Wednesday, August 26, 2020

The S-Apostrophe Conundrum

First, a million (maybe more) thank-yous to my publisher and editor for changing all my cringey titles. I do think up some terrible ones, and we needn't speak of those any further. As far as character names go, I don't think I've ever had to change one in a book I shared with anybody. (I do have a terrible manuscript with a slinky fallen angel named Asahel, which friends have said is a terrible name, but it doesn't really matter because no one will ever read this book. I will Office Space my computer with a hatchet before I share that pile.)  

However, I got a funny story about a character whose name-change has forever altered the way I write and critique.

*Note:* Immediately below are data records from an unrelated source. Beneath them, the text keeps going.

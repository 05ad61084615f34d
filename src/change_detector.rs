//! Order-independent snapshot comparison.
//!
//! Promotion of a new snapshot is what makes a UI animate rank changes, so a
//! poll that returns the same standings in a different row order must compare
//! equal here.

use std::collections::HashMap;

use crate::ranking::RankingSnapshot;

/// True iff both snapshots exist and hold the same set of
/// `(team_name, total_score)` pairs. An absent side never compares equal,
/// so the first successful fetch for a source is always promoted.
pub fn snapshots_equal(a: Option<&RankingSnapshot>, b: Option<&RankingSnapshot>) -> bool {
    match (a, b) {
        (Some(a), Some(b)) => same_standings(a, b),
        _ => false,
    }
}

/// Set equality over `(team_name, total_score)`; ranking order is ignored.
pub fn same_standings(a: &RankingSnapshot, b: &RankingSnapshot) -> bool {
    if a.len() != b.len() {
        return false;
    }
    let totals: HashMap<&str, f64> = b
        .iter()
        .map(|t| (t.team_name.as_str(), t.total_score))
        .collect();
    a.iter()
        .all(|t| totals.get(t.team_name.as_str()) == Some(&t.total_score))
}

My high school senior English teacher was kind of a badass. Not only was she stern and no-shits-given and made everybody read the Mahabharata in the days before non-Western canon was cool ("If you can read Dante and Milton, you can read this, too, because the entire world is not Christian," bless her), she was also the most feared teacher on campus: she would fail your ass and made all her AP students work for that extra grade point. She was also a published mystery author on the sly. 

Now, this was in the days when manuscripts were typed out on typewriters (those things with keys that predated the keyboard) and submitted on paper (that stuff you continue to get in the mail and dutifully recycle). If you think of an average manuscript comprising 300-odd pieces of paper, that's a crapton of typing. It makes my fingers hurt just thinking of it. And yet, writers back then did the thing. 

Some time before I had her for English, my teacher completed a manuscript, revised it, retyped it, and submitted it to her editor. Now, having done that a few times myself, I can imagine how that went down, passing along a little slice of your soul and hoping the person likes it even a little. Her editor took a while to get back to her, but when she did, the news was both elating and horrifying. The book was good, said the editor. She liked it overall, had a lot of nice things to say about the plot, and only had one minor, teeny little change. 

See, the main character in this mystery was named Rhys. Which ends in an S. (Those of you who've tried to name a character anything that ends in an S, you know what's coming and are cringing already.)

My teacher had punctuated her book correctly. She taught the stuff, ffs, so she knew how to make the possessive of a singular noun ending in S. You add apostrophe+S. Yes, yes, you do. (Fight me.) You only add the lone apostrophe if the noun is plural. That is, technically, the correct way to do it. 

However, so many people are convinced that the wrong way is correct (much like you folks who insist on putting two spaces between sentences because a typing teacher--it always comes back to the typing teacher--once told you to do it that way), the editor of this book feared that roughly half of all readers would be convinced that Rhys's was an error. Worse, if she changed it to Rhys' throughout, the other half of (better informed) readers would be convinced of same. 

There was no win here. She had to change his name. The main character's name. Which appeared roughly every page. 

My teacher, god bless her poor fingers, had to retype that entire bleepin' manuscript.

She also made sure her students knew of this torment so we would never have to endure a similar circle of hell. 

And that, dear critique-group friends, is why I continue to gently suggest you change your Marcus, Iris, Nikos, James, Chris, Alexis, and Frances character names to something that does not end in S. Do it for your readers. Do it for your own sanity. Do it in memory of my poor teacher's fingers.